==== Information supplied
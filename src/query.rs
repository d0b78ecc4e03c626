use std::fmt;

use serde::Serialize;

use crate::dataset::{Dataset, PlayerRecord};

const TOP_N: usize = 5;

#[derive(Debug, Clone, Copy, PartialEq, Eq, Serialize)]
pub enum Intent {
    MostRuns,
    MostWickets,
    BestAverage,
    TopBowlers,
    StrikeRate,
    MostMatches,
    AllRounders,
    PlayerOfMatch,
}

/// Evaluated top to bottom; the first row whose phrase appears in the
/// lowercased query wins.
static INTENT_TABLE: [(&[&str], Intent); 8] = [
    (&["most runs"], Intent::MostRuns),
    (&["most wickets"], Intent::MostWickets),
    (&["best average"], Intent::BestAverage),
    (&["top bowlers"], Intent::TopBowlers),
    (&["strike rate"], Intent::StrikeRate),
    (&["most matches"], Intent::MostMatches),
    (&["all-rounder", "allrounder"], Intent::AllRounders),
    (&["player of the match"], Intent::PlayerOfMatch),
];

impl Intent {
    pub fn all() -> impl Iterator<Item = Intent> {
        INTENT_TABLE.iter().map(|(_, intent)| *intent)
    }

    pub fn phrases(self) -> &'static [&'static str] {
        INTENT_TABLE
            .iter()
            .find(|(_, intent)| *intent == self)
            .map(|(phrases, _)| *phrases)
            .unwrap_or(&[])
    }
}

pub fn match_intent(text: &str) -> Option<Intent> {
    let lowered = text.to_lowercase();
    INTENT_TABLE
        .iter()
        .find(|(phrases, _)| phrases.iter().any(|p| lowered.contains(p)))
        .map(|(_, intent)| *intent)
}

#[derive(Debug, Clone, Copy, PartialEq, Serialize)]
#[serde(untagged)]
pub enum StatValue {
    Count(u32),
    Ratio(f64),
}

impl StatValue {
    fn as_f64(self) -> f64 {
        match self {
            StatValue::Count(v) => f64::from(v),
            StatValue::Ratio(v) => v,
        }
    }
}

impl fmt::Display for StatValue {
    fn fmt(&self, f: &mut fmt::Formatter<'_>) -> fmt::Result {
        match self {
            StatValue::Count(v) => write!(f, "{v}"),
            StatValue::Ratio(v) => write!(f, "{v:.2}"),
        }
    }
}

#[derive(Debug, Clone, PartialEq)]
pub enum QueryResult<'a> {
    Leader {
        intent: Intent,
        player: &'a PlayerRecord,
        value: StatValue,
    },
    Ranking {
        intent: Intent,
        rows: Vec<&'a PlayerRecord>,
    },
    /// A single-row intent asked of an empty table.
    NoData { intent: Intent },
    Unhandled,
}

impl QueryResult<'_> {
    pub fn intent(&self) -> Option<Intent> {
        match self {
            QueryResult::Leader { intent, .. }
            | QueryResult::Ranking { intent, .. }
            | QueryResult::NoData { intent } => Some(*intent),
            QueryResult::Unhandled => None,
        }
    }

    pub fn is_handled(&self) -> bool {
        !matches!(self, QueryResult::Unhandled)
    }
}

pub fn handle_query<'a>(dataset: &'a Dataset, text: &str) -> QueryResult<'a> {
    let Some(intent) = match_intent(text) else {
        return QueryResult::Unhandled;
    };
    let rows = dataset.rows();
    match intent {
        Intent::MostRuns => leader(rows, intent, |r| StatValue::Count(r.total_runs)),
        Intent::MostWickets => leader(rows, intent, |r| StatValue::Count(r.total_wickets_taken)),
        Intent::BestAverage => leader(rows, intent, |r| StatValue::Ratio(r.average)),
        Intent::StrikeRate => leader(rows, intent, |r| StatValue::Ratio(r.strike_rate)),
        Intent::MostMatches => leader(rows, intent, |r| StatValue::Count(r.total_matches_played)),
        Intent::PlayerOfMatch => {
            leader(rows, intent, |r| StatValue::Count(r.player_of_match_awards))
        }
        Intent::TopBowlers => {
            let mut top: Vec<&PlayerRecord> = rows.iter().collect();
            top.sort_by(|a, b| b.total_wickets_taken.cmp(&a.total_wickets_taken));
            top.truncate(TOP_N);
            QueryResult::Ranking { intent, rows: top }
        }
        Intent::AllRounders => {
            let mut top: Vec<&PlayerRecord> = rows
                .iter()
                .filter(|r| r.role_lower().contains("allrounder"))
                .collect();
            top.sort_by(|a, b| {
                (b.total_runs, b.total_wickets_taken).cmp(&(a.total_runs, a.total_wickets_taken))
            });
            top.truncate(TOP_N);
            QueryResult::Ranking { intent, rows: top }
        }
    }
}

fn leader<'a>(
    rows: &'a [PlayerRecord],
    intent: Intent,
    key: impl Fn(&PlayerRecord) -> StatValue,
) -> QueryResult<'a> {
    match argmax(rows, &key) {
        Some(idx) => QueryResult::Leader {
            intent,
            player: &rows[idx],
            value: key(&rows[idx]),
        },
        None => QueryResult::NoData { intent },
    }
}

/// Index of the first row holding the maximum. NaN never wins; an empty
/// slice or an all-NaN column has no maximum.
pub fn argmax(rows: &[PlayerRecord], key: impl Fn(&PlayerRecord) -> StatValue) -> Option<usize> {
    let mut best: Option<(usize, f64)> = None;
    for (idx, row) in rows.iter().enumerate() {
        let value = key(row).as_f64();
        if value.is_nan() {
            continue;
        }
        match best {
            Some((_, current)) if value <= current => {}
            _ => best = Some((idx, value)),
        }
    }
    best.map(|(idx, _)| idx)
}

#[derive(Debug, Clone, Copy, PartialEq, Eq, Serialize)]
pub enum BannerLevel {
    Info,
    Warning,
}

#[derive(Debug, Clone, PartialEq, Eq, Serialize)]
pub struct Banner {
    pub level: BannerLevel,
    pub title: String,
    pub lines: Vec<String>,
}

impl Banner {
    pub fn not_understood() -> Self {
        Self {
            level: BannerLevel::Warning,
            title: "Couldn't understand the query. Try again!".to_string(),
            lines: Vec::new(),
        }
    }
}

pub fn describe(result: &QueryResult<'_>) -> Banner {
    match result {
        QueryResult::Leader {
            intent,
            player,
            value,
        } => {
            let name = &player.player_name;
            let title = match intent {
                Intent::MostRuns => format!("Most Runs: {name} - {value} runs"),
                Intent::MostWickets => format!("Most Wickets: {name} - {value} wickets"),
                Intent::BestAverage => format!("Best Batting Average: {name} - {value}"),
                Intent::StrikeRate => format!("Highest Strike Rate: {name} - {value}"),
                Intent::MostMatches => format!("Most Matches Played: {name} - {value} matches"),
                Intent::PlayerOfMatch => {
                    format!("Most Player of the Match Awards: {name} - {value} awards")
                }
                Intent::TopBowlers | Intent::AllRounders => format!("{name} - {value}"),
            };
            Banner {
                level: BannerLevel::Info,
                title,
                lines: Vec::new(),
            }
        }
        QueryResult::Ranking { intent, rows } => {
            let (title, lines) = match intent {
                Intent::AllRounders => (
                    "Top All-Rounders".to_string(),
                    rows.iter()
                        .map(|r| {
                            format!(
                                "{} - Runs: {}, Wickets: {}",
                                r.player_name, r.total_runs, r.total_wickets_taken
                            )
                        })
                        .collect(),
                ),
                _ => (
                    "Top 5 Bowlers".to_string(),
                    rows.iter()
                        .map(|r| format!("{} - {} wickets", r.player_name, r.total_wickets_taken))
                        .collect(),
                ),
            };
            Banner {
                level: BannerLevel::Info,
                title,
                lines,
            }
        }
        QueryResult::NoData { .. } => Banner {
            level: BannerLevel::Warning,
            title: "No player data loaded".to_string(),
            lines: Vec::new(),
        },
        QueryResult::Unhandled => Banner::not_understood(),
    }
}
========
Task description: Your job is to copy out every line from the records above that has the word "BestAverage".

Finished task:
    BestAverage,
    (&["best average"], Intent::BestAverage),
        Intent::BestAverage => leader(rows, intent, |r| StatValue::Ratio(r.average)),
                Intent::BestAverage => format!("Best Batting Average: {name} - {value}"),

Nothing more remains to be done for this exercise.